Your last article involves the use of maximally entangled particles to allow measurement of both values, which means that in the presence of entanglement it's possible to measure under the Heisenberg limit, but only once, and only if the entanglement is perfect. While this is true, it still doesn't mean that Heisenberg uncertainty is generally violated; in fact, it gives a new uncertainty relation which extends, but does not deny, Heisenberg uncertainty.

[contd]

## Da Schneib

So that one's bullshit as well.

Now stop lying.

Incidentally, for the last one, which is interesting, though it doesn't show what @macurinetherapy claims, both the articles are out of embargo and are free access. The original article, which has all the theory and the derivation of the new uncertainty relations: http://www.nature...phys1734

The second article, which has actual measurements using and confirming the new relations: http://www.nature...phys2048

## Da Schneib

Maybe you forgot.

## Spaced out Engineer

If our computers have geometries where unitary is preserved to make equivalence of cswap and cnot operations, are those the ones we should consider, due to their beauty?

Without an absolute in dimensiality, but knowing the geometric account can commensurate any synatic cross-firing, we proceed. Through abstractions where a finite surface area can have a finite volume.

## Spaced out Engineer

It seems multiplicity can match entanglement, yet we cannot say if the lack of discernment of the shapeness of drum is some beginning of reintegration into equivalence in the groundlessness. Or a perfect circle of a spin-1 background may just half integer itself, without the need for such aspirations, only to appear to fracture again, in one expression, on the surface of point-like.

There are those which start to end. Those which repeat unendlingly. Those of illusory aggregation of discontinuities. And yet with but one degree of freedom, rotations groups seem to find a similar appearance, with just the right configuration space.

## Spaced out Engineer

What we measure of the appearance of divergences caught, was just a struggle, in the center, where there truly was no measure. Just lasting longer.

Lasting longer, where the weak lends, and the bifurcation is as free as the lunch, in a game of pretend.

As less we can buy the singular, as but a projection in another whole integer.
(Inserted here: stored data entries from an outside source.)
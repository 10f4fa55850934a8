//! Checkout routes.
//!
//! `session` creates a provider checkout session for the current cart;
//! `confirm` verifies the session is paid, then records the immutable
//! purchase and clears the cart in one transaction. Confirming the same
//! session twice is a 400 Conflict from the repository.

use axum::extract::State;
use axum::routing::post;
use axum::{Json, Router};
use serde::Deserialize;
use serde_json::{Value, json};
use tracing::info;

use crate::db::{CartRepository, PurchaseRepository};
use crate::error::AppError;
use crate::middleware::CurrentUser;
use crate::state::AppState;

use super::cart::cart_total;

pub fn router() -> Router<AppState> {
    Router::new()
        .route("/session", post(create_session))
        .route("/confirm", post(confirm))
}

#[derive(Debug, Deserialize)]
struct ConfirmRequest {
    session_id: String,
}

async fn create_session(
    State(state): State<AppState>,
    current: CurrentUser,
) -> Result<Json<Value>, AppError> {
    let items = CartRepository::new(state.pool()).list(current.id()).await?;

    let base = &state.config().base_url;
    let success_url = format!("{base}/checkout/success?session_id={{CHECKOUT_SESSION_ID}}");
    let cancel_url = format!("{base}/cart");

    let session = state
        .stripe()
        .create_checkout_session(&items, &success_url, &cancel_url)
        .await?;

    Ok(Json(json!({
        "success": true,
        "message": "Checkout session created",
        "session_id": session.id,
        "url": session.url,
    })))
}

async fn confirm(
    State(state): State<AppState>,
    current: CurrentUser,
    Json(request): Json<ConfirmRequest>,
) -> Result<Json<Value>, AppError> {
    let status = state.stripe().retrieve_session(&request.session_id).await?;
    if !status.is_paid() {
        return Err(AppError::Validation("Payment not completed".to_owned()));
    }

    let items = CartRepository::new(state.pool()).list(current.id()).await?;
    if items.is_empty() {
        return Err(AppError::Validation(
            "Nothing to record: cart is empty".to_owned(),
        ));
    }

    let total = cart_total(&items);
    let purchase = PurchaseRepository::new(state.pool())
        .record(current.id(), &items, total, &status.id)
        .await?;

    info!(purchase_id = %purchase.id, total = %total, "purchase recorded");
    Ok(Json(json!({
        "success": true,
        "message": "Purchase recorded",
        "purchase": purchase,
    })))
}

/// `GET /api/purchases`: the user's purchase history with line items.
pub async fn list_purchases(
    State(state): State<AppState>,
    current: CurrentUser,
) -> Result<Json<Value>, AppError> {
    let purchases = PurchaseRepository::new(state.pool());
    let records = purchases.list_for_user(current.id()).await?;

    let mut history = Vec::with_capacity(records.len());
    for purchase in records {
        let items = purchases.items(purchase.id).await?;
        history.push(json!({ "purchase": purchase, "items": items }));
    }

    Ok(Json(json!({
        "success": true,
        "message": "Purchases",
        "purchases": history,
    })))
}
//! Cart repository.
//!
//! Every mutation is a single atomic statement, so two concurrent requests
//! against the same cart cannot lose an update. Duplicate adds hit the
//! (user, book) primary key and become no-ops via `ON CONFLICT DO NOTHING`,
//! leaving the quantity pinned at 1.

use sqlx::PgPool;

use bindery_core::{BookId, UserId};

use super::RepositoryError;
use crate::models::{Book, CartItem};

const CART_COLUMNS: &str =
    "user_id, book_id, title, author, cover_url, price, quantity, added_at";

/// Repository for cart operations.
pub struct CartRepository<'a> {
    pool: &'a PgPool,
}

impl<'a> CartRepository<'a> {
    /// Create a new cart repository.
    #[must_use]
    pub const fn new(pool: &'a PgPool) -> Self {
        Self { pool }
    }

    /// List the user's cart, oldest additions first.
    ///
    /// # Errors
    ///
    /// Returns `RepositoryError::Database` if the query fails.
    pub async fn list(&self, user_id: UserId) -> Result<Vec<CartItem>, RepositoryError> {
        let items = sqlx::query_as::<_, CartItem>(&format!(
            "SELECT {CART_COLUMNS} FROM cart_items WHERE user_id = $1 ORDER BY added_at"
        ))
        .bind(user_id.as_i32())
        .fetch_all(self.pool)
        .await?;
        Ok(items)
    }

    /// Add a book to the cart as a denormalized snapshot.
    ///
    /// Returns `true` if a row was inserted, `false` when the book was
    /// already in the cart (duplicate add is a no-op).
    ///
    /// # Errors
    ///
    /// Returns `RepositoryError::Database` if the insert fails.
    pub async fn add(&self, user_id: UserId, book: &Book) -> Result<bool, RepositoryError> {
        let result = sqlx::query(
            "INSERT INTO cart_items (user_id, book_id, title, author, cover_url, price)
             VALUES ($1, $2, $3, $4, $5, $6)
             ON CONFLICT (user_id, book_id) DO NOTHING",
        )
        .bind(user_id.as_i32())
        .bind(book.id.as_i32())
        .bind(&book.title)
        .bind(&book.author)
        .bind(&book.cover_url)
        .bind(book.price)
        .execute(self.pool)
        .await?;
        Ok(result.rows_affected() > 0)
    }

    /// Remove a book from the cart.
    ///
    /// # Errors
    ///
    /// Returns `RepositoryError::NotFound` if the book is not in the cart.
    pub async fn remove(&self, user_id: UserId, book_id: BookId) -> Result<(), RepositoryError> {
        let result = sqlx::query("DELETE FROM cart_items WHERE user_id = $1 AND book_id = $2")
            .bind(user_id.as_i32())
            .bind(book_id.as_i32())
            .execute(self.pool)
            .await?;
        if result.rows_affected() == 0 {
            return Err(RepositoryError::NotFound);
        }
        Ok(())
    }

    /// Empty the user's cart.
    ///
    /// # Errors
    ///
    /// Returns `RepositoryError::Database` if the delete fails.
    pub async fn clear(&self, user_id: UserId) -> Result<u64, RepositoryError> {
        let result = sqlx::query("DELETE FROM cart_items WHERE user_id = $1")
            .bind(user_id.as_i32())
            .execute(self.pool)
            .await?;
        Ok(result.rows_affected())
    }
}
//! CLI command implementations.

pub mod migrate;
pub mod repair;

use secrecy::{ExposeSecret, SecretString};
use sqlx::PgPool;
use thiserror::Error;

/// Errors shared across CLI commands.
#[derive(Debug, Error)]
pub enum CliError {
    /// Required environment variable is missing.
    #[error("Missing environment variable: {0}")]
    MissingEnvVar(&'static str),

    /// Database error.
    #[error("Database error: {0}")]
    Database(#[from] sqlx::Error),

    /// Migration error.
    #[error("Migration error: {0}")]
    Migration(#[from] sqlx::migrate::MigrateError),
}

/// Connect to the Bindery database using the server's URL conventions.
pub(crate) async fn connect() -> Result<PgPool, CliError> {
    dotenvy::dotenv().ok();

    let database_url = std::env::var("BINDERY_DATABASE_URL")
        .or_else(|_| std::env::var("DATABASE_URL"))
        .map(SecretString::from)
        .map_err(|_| CliError::MissingEnvVar("BINDERY_DATABASE_URL"))?;

    tracing::info!("Connecting to database...");
    Ok(PgPool::connect(database_url.expose_secret()).await?)
}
With patience and non-doing, we can return to her. Compactified, we could miss and find a history close enough. Yet we may never answer who is and who isn't.

## Spaced out Engineer

## toyuniverses

"Still, the similarities between the two relations, along with the fact that Heisenberg's uncertainty principle is a strictly quantum phenomenon, have long suggested that quantum speed limits are likewise strictly quantum and have no classical counterpart."

No, it is well known that the complementarity of frequency and time interval is equally true of classical waves. It's just Fourier analysis, and workers in classical communication theory talk about the uncertainty principle all the time. It's really this classical property that is brought out in these papers.

## Spaced out Engineer

(breaking Cauchy moody, positive pressure and negative pressure near miss, potentially still happening, and with no bigger no small, distance no matter)

No drugs, just Yoga for me today. And sleep deprivation.

Not that my inferences off the Guassian pass Popperia. (falsifiable hypothesises)

Though like toyuniverses, said it seems the relational and statistical theories have proagmatics that are context free. Meaning both Fourier analysis and Bayesian probability are useful in quantum and classical realms.